__Listed entries__
------------------------------
//! Cohort report encoding
//!
//! Wraps a finished [`CohortRun`] with provenance (producer, run id, time of
//! computation, configuration) for JSON output, and renders the plain-text
//! summary printed by the CLI.

use crate::cohort::{CohortRun, SubjectFailure};
use crate::config::AnalysisConfig;
use crate::error::ComputeError;
use crate::types::{CohortMean, CohortSummary, SubjectResult};
use crate::{PRODUCER_NAME, VERSION};
use chrono::{DateTime, Utc};
use serde::{Deserialize, Serialize};
use std::fmt::Write;
use uuid::Uuid;

/// Current report schema version
pub const REPORT_VERSION: &str = "1.0.0";

#[derive(Debug, Clone, PartialEq, Serialize, Deserialize)]
pub struct ReportProducer {
    pub name: String,
    pub version: String,
    pub instance_id: String,
}

/// Externally reported artifact of a cohort run
#[derive(Debug, Clone, PartialEq, Serialize, Deserialize)]
pub struct CohortReport {
    pub report_version: String,
    pub producer: ReportProducer,
    pub run_id: Uuid,
    pub generated_at_utc: DateTime<Utc>,
    pub config: AnalysisConfig,
    pub summary: CohortSummary,
    pub subjects: Vec<SubjectResult>,
    pub failures: Vec<SubjectFailure>,
}

/// Encoder producing [`CohortReport`]s
pub struct ReportEncoder {
    instance_id: String,
}

impl Default for ReportEncoder {
    fn default() -> Self {
        Self::new()
    }
}

impl ReportEncoder {
    /// Create a new encoder with a unique instance ID
    pub fn new() -> Self {
        Self {
            instance_id: Uuid::new_v4().to_string(),
        }
    }

    /// Create an encoder with a specific instance ID
    pub fn with_instance_id(instance_id: String) -> Self {
        Self { instance_id }
    }

    pub fn encode(&self, run: &CohortRun, config: &AnalysisConfig) -> CohortReport {
        CohortReport {
            report_version: REPORT_VERSION.to_string(),
            producer: ReportProducer {
                name: PRODUCER_NAME.to_string(),
                version: VERSION.to_string(),
                instance_id: self.instance_id.clone(),
            },
            run_id: Uuid::new_v4(),
            generated_at_utc: Utc::now(),
            config: config.clone(),
            summary: run.summary(),
            subjects: run.results().to_vec(),
            failures: run.failures().to_vec(),
        }
    }

    /// Encode to pretty-printed JSON
    pub fn encode_to_json(
        &self,
        run: &CohortRun,
        config: &AnalysisConfig,
    ) -> Result<String, ComputeError> {
        let report = self.encode(run, config);
        serde_json::to_string_pretty(&report).map_err(ComputeError::Json)
    }
}

/// Plain-text cohort summary, one finding per line
pub fn render_summary(summary: &CohortSummary) -> String {
    let mut out = String::new();

    let _ = match summary.mean_device_agreement_pct {
        CohortMean::Mean { value, subjects } => writeln!(
            out,
            "We found {:.2}% match between the headband AI and the majority ({} subjects)",
            value, subjects
        ),
        CohortMean::NoData => writeln!(
            out,
            "No data: no subject produced a usable headband AI comparison"
        ),
    };
    let _ = match summary.mean_psg_agreement_pct {
        CohortMean::Mean { value, subjects } => writeln!(
            out,
            "We found {:.2}% match between the PSG AI and the majority ({} subjects)",
            value, subjects
        ),
        CohortMean::NoData => writeln!(out, "No data: no subject produced a usable PSG AI comparison"),
    };
    let _ = writeln!(
        out,
        "There were {:.2} hours of missing data out of a total of {:.2} hours collected in the headband experiment",
        summary.total_artifact_hours, summary.total_recorded_hours
    );
    if summary.subjects_gated > 0 || summary.subjects_without_epochs > 0 || summary.subjects_failed > 0 {
        let _ = writeln!(
            out,
            "Excluded from the headband mean: {} over the artifact threshold, {} without epochs, {} failed to load",
            summary.subjects_gated, summary.subjects_without_epochs, summary.subjects_failed
        );
    }

    out
}

#[cfg(test)]
mod tests {
    use super::*;
    use crate::types::{Agreement, RecordDuration};

    fn sample_run() -> CohortRun {
        let mut run = CohortRun::new();
        run.record(SubjectResult {
            subject_id: "10".to_string(),
            device_agreement: Agreement::Scored {
                percent: 82.5,
                epochs_compared: 800,
            },
            psg_agreement: Agreement::Scored {
                percent: 88.0,
                epochs_compared: 850,
            },
            duration: Some(RecordDuration {
                epochs: 900,
                artifact_epochs: 60,
                artifact_hours: 0.5,
                total_hours: 7.5,
            }),
        });
        run.record(SubjectResult {
            subject_id: "20".to_string(),
            device_agreement: Agreement::QualityGateFailed {
                artifact_rate_pct: 61.0,
            },
            psg_agreement: Agreement::Scored {
                percent: 90.0,
                epochs_compared: 850,
            },
            duration: None,
        });
        run
    }

    #[test]
    fn test_encode_report() {
        let encoder = ReportEncoder::with_instance_id("test-instance".to_string());
        let json = encoder
            .encode_to_json(&sample_run(), &AnalysisConfig::default())
            .unwrap();

        let payload: serde_json::Value = serde_json::from_str(&json).unwrap();
        assert_eq!(payload["report_version"], "1.0.0");
        assert_eq!(payload["producer"]["name"], PRODUCER_NAME);
        assert_eq!(payload["producer"]["instance_id"], "test-instance");
        assert_eq!(payload["config"]["quality_gate_threshold_pct"], 40.0);
        assert_eq!(payload["summary"]["mean_device_agreement_pct"]["status"], "mean");
        assert_eq!(payload["summary"]["mean_device_agreement_pct"]["value"], 82.5);
        assert_eq!(payload["summary"]["mean_psg_agreement_pct"]["value"], 89.0);
        assert_eq!(payload["subjects"][1]["device_agreement"]["status"], "quality_gate_failed");
        assert!(payload["run_id"].is_string());
    }

    #[test]
    fn test_report_roundtrip() {
        let report = ReportEncoder::new().encode(&sample_run(), &AnalysisConfig::default());
        let json = serde_json::to_string(&report).unwrap();
        let loaded: CohortReport = serde_json::from_str(&json).unwrap();
        assert_eq!(loaded, report);
    }

    #[test]
    fn test_render_summary() {
        let text = render_summary(&sample_run().summary());
        assert!(text.contains("We found 82.50% match between the headband AI and the majority (1 subjects)"));
        assert!(text.contains("We found 89.00% match between the PSG AI"));
        assert!(text.contains("0.50 hours of missing data out of a total of 7.50 hours"));
        assert!(text.contains("1 over the artifact threshold"));
    }

    #[test]
    fn test_render_no_data() {
        let text = render_summary(&CohortRun::new().summary());
        assert!(text.contains("No data: no subject produced a usable headband AI comparison"));
        assert!(!text.contains("NaN"));
    }
}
------------------------------
__About this task__
Check each line of the records above for the string "found", and report every line that has it.

__Solution to this problem__
            "We found {:.2}% match between the headband AI and the majority ({} subjects)",
            "We found {:.2}% match between the PSG AI and the majority ({} subjects)",
        assert!(text.contains("We found 82.50% match between the headband AI and the majority (1 subjects)"));
        assert!(text.contains("We found 89.00% match between the PSG AI"));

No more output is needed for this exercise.